Wednesday, February 28, 2018

A Return to Tariffs in the United States Makes Sense

Tariffs are essentially a tax on imports or exports between nations. Their goal is to protect manufacturing and that’s more than timely as America no longer manufactures what it did in the times before such free-trade agreements as NAFTA.

As a bit of a primer, consider our background in tariffs:
Alexander Hamilton (America’s first Secretary of the treasury) explained that despite an initial “increase of price” caused by regulations that control foreign competition, once a “domestic manufacture has attained to perfection… it invariably becomes cheaper.” George Washington signed the Tariff Act of 1789, making it the Republic's second ever piece of legislation. Increasing the domestic supply of manufactured goods, particularly war materials, was seen as an issue of national security. Washington and Hamilton believed that political independence was predicated upon economic independence. (Wikipedia)

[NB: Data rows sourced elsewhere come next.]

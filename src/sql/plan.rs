//! Serializable filter steps, for chains described in JSON or TOML rather
//! than built in code. Steps are replayed through the fluent methods so the
//! ordering rules are the same.

use serde::{Deserialize, Serialize};

use crate::error::Result;
use crate::sql::predicate::{Connector, FilterChain};
use crate::value::SqlValue;

#[derive(Debug, Clone, Copy, PartialEq, Eq, Serialize, Deserialize)]
pub enum Operator {
    #[serde(rename = "=")]
    Equals,
    #[serde(rename = "!=")]
    NotEquals,
    #[serde(rename = ">")]
    GreaterThan,
    #[serde(rename = "<")]
    LessThan,
    #[serde(rename = ">=")]
    GreaterOrEqual,
    #[serde(rename = "<=")]
    LessOrEqual,
    #[serde(rename = "like")]
    Like,
    #[serde(rename = "in")]
    In,
    #[serde(rename = "not in")]
    NotIn,
}

#[derive(Debug, Clone, PartialEq, Serialize, Deserialize)]
pub struct FilterStep {
    /// Absent for the first step
    #[serde(default, skip_serializing_if = "Option::is_none")]
    pub connector: Option<Connector>,
    pub column: String,
    pub op: Operator,
    #[serde(default)]
    pub value: serde_json::Value,
}

impl FilterStep {
    fn apply(&self, chain: &mut FilterChain) -> Result<()> {
        match self.connector {
            None => chain.filter(&self.column)?,
            Some(Connector::And) => chain.and(&self.column)?,
            Some(Connector::Or) => chain.or(&self.column)?,
        };

        match self.op {
            Operator::Equals => chain.equals(self.scalar())?,
            Operator::NotEquals => chain.not_equals(self.scalar())?,
            Operator::GreaterThan => chain.greater_than(self.scalar())?,
            Operator::LessThan => chain.less_than(self.scalar())?,
            Operator::GreaterOrEqual => chain.greater_or_equal(self.scalar())?,
            Operator::LessOrEqual => chain.less_or_equal(self.scalar())?,
            Operator::Like => chain.like(self.scalar())?,
            Operator::In => chain.in_list(self.list())?,
            Operator::NotIn => chain.not_in(self.list())?,
        };
        Ok(())
    }

    fn scalar(&self) -> SqlValue {
        SqlValue::from_json(&self.value)
    }

    /// A lone scalar is treated as a one-element list
    fn list(&self) -> Vec<SqlValue> {
        match &self.value {
            serde_json::Value::Array(items) => items.iter().map(SqlValue::from_json).collect(),
            serde_json::Value::Null => Vec::new(),
            other => vec![SqlValue::from_json(other)],
        }
    }
}

impl FilterChain {
    pub fn from_steps(steps: &[FilterStep]) -> Result<Self> {
        let mut chain = FilterChain::new();
        for step in steps {
            step.apply(&mut chain)?;
        }
        Ok(chain)
    }
}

Those who champion free trade argue that it has lifted hundreds of millions out of poverty and they are right. One need only glance in the direction of China, whose growth has maintained a remarkable 8% rate over decades, creating a viable Chinese middle class. 

But the cost of that has come at the decline of our own middle class, as we subtly transferred our economic activity from producers to consumers.

Televisions, automobiles, washers, dryers, computers and toasters may all be improved and technically perfected, perhaps even invented  in America, but they are uniformly produced elsewhere. The most inventive and creative society on the face of the earth off-shored its manufacture, essentially trading its profit base for consumer markup.

We Americans Wal-Marted ourselves into a race to the bottom, touting cheap imports and congratulating ourselves all the way to the poor-house. It’s a chimera, a grotesque product of the imagination to watch our industries flush themselves down the toilet while jobs are lost, boom-towns become derelict and decades (even centuries) of prosperity become a mere footnote, a sad history. 

The cost to the American Dream, if that dream is to flourish rather than wither,  is simply not payable. Nor, I will argue, is it equitable to emerging economies.

The clincher to this argument, if such a thing can be fairly argued, is that we have done a great service to the poor of this world and it’s now time to turn the prosperity project over to others. I therefore nominate China. 

China, the world’s most populous nation, has built itself a solid middle class and I congratulate them for it. But there is a responsibility that comes along with that economic miracle. That responsibility is to grow up and carry the torch we lit for them with our free-trade policies.

China has a solid, consumer-ready middle class of 600,000 citizens. America has a population of 323 million, half of whom consider themselves middle class. That’s 160 million against China’s 600 million and it doesn’t take a mathematician to see that their number is close to four times ours. 

Why do you think American business is so eager to participate in their economy?

Yet along with that growth in consumers, China is slowly being undercut in the world labor market by poorer countries. And that’s a good thing. That’s key to my argument and the natural and irresistible way for the world to lift itself out of poverty. Nations become rich and become consumers, just as we have. Poorer nations become rich supporting those new consumers and the cycle repeats. It’s both logical and sustainable.

More than that, it’s China’s turn at the wheel.

A gradual return to targeted tariffs will not take us back to storied and long-gone times. Everyone with a brain realizes that turning back clocks has never worked. But basic economic strategies are not at all out of date and America, no matter its deficit in middle class numbers, is still the largest consumer nation on earth.

More than that, it’s America’s turn at that wheel. 

Once emerging economies realize that growth through low labor costs comes first, logically followed by growth through catering to their own internal markets with tariffs, we will have proven a sustainable cycle that truly does lift all boats.

America cannot lift the entire world without destroying itself. Gradual tariffs will close the circle of sustainability and leave a template for others to follow. Over time, China will hand off the baton to India in a race to the top rather than an inevitable spiral to the bottom. That metaphoric baton will continue to be handed off from nation to nation.

Anything less will simply continue to exploit the world's currently poor nations. Trickle-down was a failed and fraudulent theory. 

We owe it to our inheritors to reverse the gravity and trickle-up.